I have an application where I need to ingest data into ES. There are multiple rows so I am using ThreadPoolTaskExecutor
to parallelize the ingest of data in batches of 50. Also, I am getting this data in my consumer and I do not want to ack before I have processed all the records so I have encapsulated the task in a Runnable
class and I adding them to a list of callables and using invokeAll() when the list has all the data.
maxPoolSize of my ThreadPoolTaskExecutor
is 200
and corePoolSize
is 50
. So, I was expecting the application to use 200
threads at one time as by my understanding ThreadPoolTaskExecutor
uses threads upto to corePoolSize
when queued up tasks are less than the corePoolSize
and later it starts adding threads upto the maxPoolSize
and executes the tasks. When, I checked in my logs and visualVm I found out that only 50
threads were executing, So, I increased the corePoolSize
to 70
and found out that 70
threads were executing. Where as queue size should be more than 3000 as the list is more than 3000 thousand. Sample code for the issue.
public void Test() throws InterruptedException {
List<Callable<Object>> tagList = new ArrayList<Callable<Object>>(1000);
for(int i=0; i<400; i++){
tagList.add(Executors.callable(new Runnable() {
@Override
public void run() {
System.out.println("Thread "+ Thread.currentThread());
try {
Thread.sleep(4000);
} catch (InterruptedException e) {
e.printStackTrace();
}
}
}));
}
ThreadPoolTaskExecutor.getThreadPoolExecutor().invokeAll(tagList);
}
INFO | 2021-02-14 00:06:32.086+05:30 | Application | 134 | current thread count: 50 total thread count: 200
INFO | 2021-02-14 00:06:33.085+05:30 | Application | 134 | current thread count: 50 total thread count: 200
Please can someone explain if I am missing something.

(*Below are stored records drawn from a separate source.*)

// Copyright 2026 The ChromiumOS Authors
// Use of this source code is governed by a BSD-style license that can be
// found in the LICENSE file.

//! The decode engine shared by every session: register windows, DMA memory, canvas indices and
//! the interrupt entry point.

pub mod vdec1;

use std::sync::Arc;

use log::info;
use log::warn;
use parking_lot::Mutex;
use parking_lot::MutexGuard;

use crate::canvas::CanvasAllocator;
use crate::config::EngineConfig;
use crate::dma::DmaPool;
use crate::dma::DmaRegion;
use crate::error::Error;
use crate::error::Result;
use crate::firmware::Firmware;
use crate::format::HwRevision;
use crate::format::PixelFormat;
use crate::mmio::RegisterIo;
use crate::registry;
use crate::registry::Capability;
use crate::session::Session;
use crate::session::SessionShared;

/// Register sequences of a hardware generation.
#[derive(Clone, Copy, Debug, PartialEq, Eq)]
pub enum EngineOps {
    Vdec1,
}

impl EngineOps {
    pub fn power_up(self, dos: &mut dyn RegisterIo) {
        match self {
            EngineOps::Vdec1 => vdec1::power_up(dos),
        }
    }

    pub fn init_input(self, dos: &mut dyn RegisterIo, vififo: &DmaRegion) {
        match self {
            EngineOps::Vdec1 => vdec1::init_input(dos, vififo),
        }
    }

    pub fn load_firmware(
        self,
        dos: &mut dyn RegisterIo,
        bounce: &mut DmaRegion,
        firmware: &Firmware,
        poll_limit: u32,
    ) -> Result<()> {
        match self {
            EngineOps::Vdec1 => vdec1::load_firmware(dos, bounce, firmware, poll_limit),
        }
    }

    pub fn enable(self, dos: &mut dyn RegisterIo, two_plane: bool) {
        match self {
            EngineOps::Vdec1 => vdec1::enable(dos, two_plane),
        }
    }

    pub fn stop(self, dos: &mut dyn RegisterIo) {
        match self {
            EngineOps::Vdec1 => vdec1::stop(dos),
        }
    }

    pub fn ack(self, dos: &mut dyn RegisterIo) {
        match self {
            EngineOps::Vdec1 => vdec1::ack(dos),
        }
    }

    /// Generation of the decode block found on `revision`.
    pub fn for_revision(revision: HwRevision) -> Self {
        match revision {
            HwRevision::Gxbb | HwRevision::Gxl | HwRevision::Gxm => EngineOps::Vdec1,
        }
    }
}

/// Whether an interrupt belonged to a started session.
#[derive(Clone, Copy, Debug, PartialEq, Eq)]
pub enum IrqReturn {
    None,
    Handled,
}

/// Everything behind the engine's hardware lock.
pub(crate) struct EngineHw {
    pub dos: Box<dyn RegisterIo>,
    pub dmc: Box<dyn RegisterIo>,
    pub dma: DmaPool,
    pub canvases: CanvasAllocator,
    /// Path of the firmware currently in instruction memory.
    pub firmware: Option<String>,
}

/// One decode engine. At most one session runs on it at a time.
pub struct VdecCore {
    config: EngineConfig,
    hw: Mutex<EngineHw>,
    /// The started session, if any. Only ever locked on its own.
    active: Mutex<Option<Arc<SessionShared>>>,
}

impl VdecCore {
    /// Attaches to an engine whose DOS and DMC register windows are `dos` and `dmc`.
    pub fn new(
        config: EngineConfig,
        dos: Box<dyn RegisterIo>,
        dmc: Box<dyn RegisterIo>,
    ) -> Result<Arc<VdecCore>> {
        config.validate()?;
        let dma = DmaPool::new(config.dma_base, config.dma_size)?;
        info!(
            "vdec: {} engine, dma {:#x}+{:#x}",
            config.revision, config.dma_base, config.dma_size
        );
        Ok(Arc::new(VdecCore {
            config,
            hw: Mutex::new(EngineHw {
                dos,
                dmc,
                dma,
                canvases: CanvasAllocator::new(),
                firmware: None,
            }),
            active: Mutex::new(None),
        }))
    }

    pub fn revision(&self) -> HwRevision {
        self.config.revision
    }

    pub fn config(&self) -> &EngineConfig {
        &self.config
    }

    pub fn query_capability(&self, format: PixelFormat) -> Result<Capability> {
        registry::resolve(self.config.revision, format).map(Capability::from)
    }

    pub fn capabilities(&self) -> Vec<Capability> {
        registry::capabilities(self.config.revision)
    }

    /// Creates an idle session decoding `format`.
    pub fn open_session(self: &Arc<Self>, format: PixelFormat) -> Result<Session> {
        let desc = registry::resolve(self.config.revision, format)?;
        Ok(Session::new(self.clone(), desc))
    }

    /// Interrupt entry point. Services the started session's completion, or only acknowledges
    /// the engine if there is none.
    pub fn handle_interrupt(&self) -> IrqReturn {
        let session = self.active.lock().clone();
        let mut hw = self.hw.lock();
        match session {
            Some(session) => {
                session.service_interrupt(&mut hw);
                IrqReturn::Handled
            }
            None => {
                warn!("vdec: interrupt without a started session");
                EngineOps::for_revision(self.config.revision).ack(&mut *hw.dos);
                IrqReturn::None
            }
        }
    }

    /// Path of the firmware currently loaded into the engine.
    pub fn loaded_firmware(&self) -> Option<String> {
        self.hw.lock().firmware.clone()
    }

    /// Bytes of DMA memory currently held by sessions.
    pub fn dma_allocated(&self) -> u64 {
        self.hw.lock().dma.allocated_bytes()
    }

    /// Tags of the live DMA allocations.
    pub fn dma_allocations(&self) -> Vec<String> {
        self.hw.lock().dma.allocations()
    }

    pub fn canvases_in_use(&self) -> usize {
        self.hw.lock().canvases.in_use()
    }

    pub fn has_active_session(&self) -> bool {
        self.active.lock().is_some()
    }

    pub(crate) fn hw(&self) -> MutexGuard<'_, EngineHw> {
        self.hw.lock()
    }

    /// Makes `session` the engine's started session.
    pub(crate) fn claim(&self, session: &Arc<SessionShared>) -> Result<()> {
        let mut active = self.active.lock();
        if active.is_some() {
            return Err(Error::EngineBusy);
        }
        *active = Some(session.clone());
        Ok(())
    }

    pub(crate) fn release(&self, session: &Arc<SessionShared>) {
        let mut active = self.active.lock();
        if matches!(&*active, Some(s) if Arc::ptr_eq(s, session)) {
            *active = None;
        }
    }
}

#[cfg(test)]
mod tests {
    use super::*;
    use crate::dos::ASSIST_MBOX1_CLR_REG;
    use crate::emulated::EmulatedEngine;

    #[test]
    fn rejects_bad_config() {
        let emu = EmulatedEngine::new();
        let config = EngineConfig {
            vififo_size: 100,
            ..Default::default()
        };
        assert!(matches!(
            VdecCore::new(
                config,
                Box::new(emu.dos_window()),
                Box::new(emu.dmc_window())
            ),
            Err(Error::InvalidParameter(_))
        ));
        let config = EngineConfig {
            dma_base: 0xffff_0000,
            ..Default::default()
        };
        assert!(matches!(
            VdecCore::new(
                config,
                Box::new(emu.dos_window()),
                Box::new(emu.dmc_window())
            ),
            Err(Error::ResourceExhausted(_))
        ));
    }

    #[test]
    fn spurious_interrupt_is_acked() {
        let emu = EmulatedEngine::new();
        let core = emu.core(EngineConfig::default()).unwrap();
        assert_eq!(core.handle_interrupt(), IrqReturn::None);
        let writes = emu.log().writes();
        assert_eq!(writes.len(), 1);
        assert_eq!(writes[0].offset, ASSIST_MBOX1_CLR_REG);
    }

    #[test]
    fn capability_queries() {
        let emu = EmulatedEngine::new();
        let config = EngineConfig {
            revision: HwRevision::Gxbb,
            ..Default::default()
        };
        let core = emu.core(config).unwrap();
        assert_eq!(core.revision(), HwRevision::Gxbb);
        let cap = core.query_capability(PixelFormat::Xvid).unwrap();
        assert_eq!(cap.output_formats, vec![PixelFormat::NV12, PixelFormat::YUV420]);
        assert!(matches!(
            core.query_capability(PixelFormat::YUV420),
            Err(Error::NotSupported { .. })
        ));
        assert_eq!(core.capabilities().len(), 6);
        assert!(core.open_session(PixelFormat::NV12).is_err());
        assert!(core.loaded_firmware().is_none());
        assert_eq!(core.dma_allocated(), 0);
    }

    #[test]
    fn single_claim() {
        let emu = EmulatedEngine::new();
        let core = emu.core(EngineConfig::default()).unwrap();
        let a = core.open_session(PixelFormat::Mpeg4).unwrap();
        let b = core.open_session(PixelFormat::H264).unwrap();
        core.claim(a.shared()).unwrap();
        assert!(matches!(core.claim(b.shared()), Err(Error::EngineBusy)));
        // Releasing a session that does not hold the engine changes nothing.
        core.release(b.shared());
        assert!(core.has_active_session());
        core.release(a.shared());
        assert!(!core.has_active_session());
        core.claim(b.shared()).unwrap();
        core.release(b.shared());
    }
}
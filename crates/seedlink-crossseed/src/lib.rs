#![forbid(unsafe_code)]
#![deny(
    unused_must_use,
    rustdoc::broken_intra_doc_links,
    rustdoc::bare_urls,
    missing_docs
)]
#![warn(
    dead_code,
    unused,
    unused_imports,
    unreachable_pub,
    clippy::all,
    clippy::pedantic,
    clippy::nursery
)]
#![allow(clippy::module_name_repetitions)]

//! Cross-seed linking engine: decides how an incoming torrent reuses the data of
//! an already-seeded match, builds the hardlink or reflink tree when configured,
//! and drives the post-add recheck.
//!
//! Layout: `pieces.rs` (piece layout and boundary analysis), `pairing.rs` (file
//! pairing), `layout.rs` (directory presets), `category.rs` (category
//! inheritance), `strategy.rs` (link strategies and plans), `orchestrator.rs`
//! (plan/execute), `recheck.rs` (auto-resume decision), `locks.rs` (per-hash
//! advisory locks), `cache.rs` (tracker-name TTL cache), `error.rs`.

pub mod cache;
pub mod category;
pub mod error;
pub mod layout;
pub mod locks;
pub mod orchestrator;
pub mod pairing;
pub mod pieces;
pub mod recheck;
pub mod strategy;

pub use cache::{Clock, SystemClock, TrackerNameCache};
pub use category::{BaseCategory, CROSS_SUFFIX, CategoryDecision, CategoryResolver, EnsureCategory};
pub use error::{
    CrossSeedError, CrossSeedErrorKind, CrossSeedResult, REASON_CLIENT, REASON_CLONE_UNSUPPORTED,
    REASON_CROSS_FILESYSTEM, REASON_FILESYSTEM, REASON_INCOMPLETE_MATCH, REASON_PARTIAL_TREE,
    REASON_PARTIALLY_APPLIED, REASON_RECHECK_REQUIRED, REASON_TRANSIENT_IO, REASON_UNSAFE_OVERLAP,
};
pub use layout::{
    DirectoryDecision, DirectoryPresetResolver, has_root_folder, isolation_folder_name,
    requires_isolation, sanitize_component,
};
pub use locks::{HashGuard, HashLocks};
pub use orchestrator::{CrossSeedOrchestrator, CrossSeedPlan, ExecutionReport};
pub use pairing::{FilePair, FilePairing, pair_files};
pub use pieces::{ExtraFileSet, FileSpan, PieceLayout, SafetyVerdict, analyze};
pub use recheck::{DEFAULT_RECHECK_THRESHOLD, RecheckMonitor, RecheckOutcome, RecheckState};
pub use strategy::{
    DefaultStrategy, FileAction, HardlinkStrategy, LinkPlan, LinkStrategy, PlanInput, PlannedFile,
    ReflinkStrategy, RenameInstruction, RenameKind, StrategyTag,
};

maxPoolSize of my ThreadPoolTaskExecutor is 200 and corePoolSize is 50.So,I was expecting the application to use 200 threads at one time as by my understanding ThreadPoolTaskExecutor uses threads upto to corePoolSize when queued up tasks are less than the corePoolSize and later it starts adding threads upto the maxPoolSize and executes the tasks.
That is not quite right. As it is the case with ThreadPoolExecutor:
When a new task is submitted (..), and fewer than corePoolSize threads are running, a new thread is created to handle the request, even if other worker threads are idle. If there are more than corePoolSize but less than maximumPoolSize threads running, a new thread will be created only if the queue is full.
Hence, the reason why you have only 50 threads running even though the maxPoolSize is 200
.
From ThreadPoolTaskExecutor one can read:
The default configuration is a core pool size of 1, with unlimited max pool size and unlimited queue capacity. This is roughly equivalent to Executors.newSingleThreadExecutor(), sharing a single thread for all tasks. Setting "queueCapacity" to 0 mimics Executors.newCachedThreadPool(), with immediate scaling of threads in the pool to a potentially very high number. Consider also setting a "maxPoolSize" at that point, as well as possibly a higher "corePoolSize" (see also the "allowCoreThreadTimeOut" mode of scaling).
It looks like you have to set the queueCapacity
to zero in order to meet your requirements.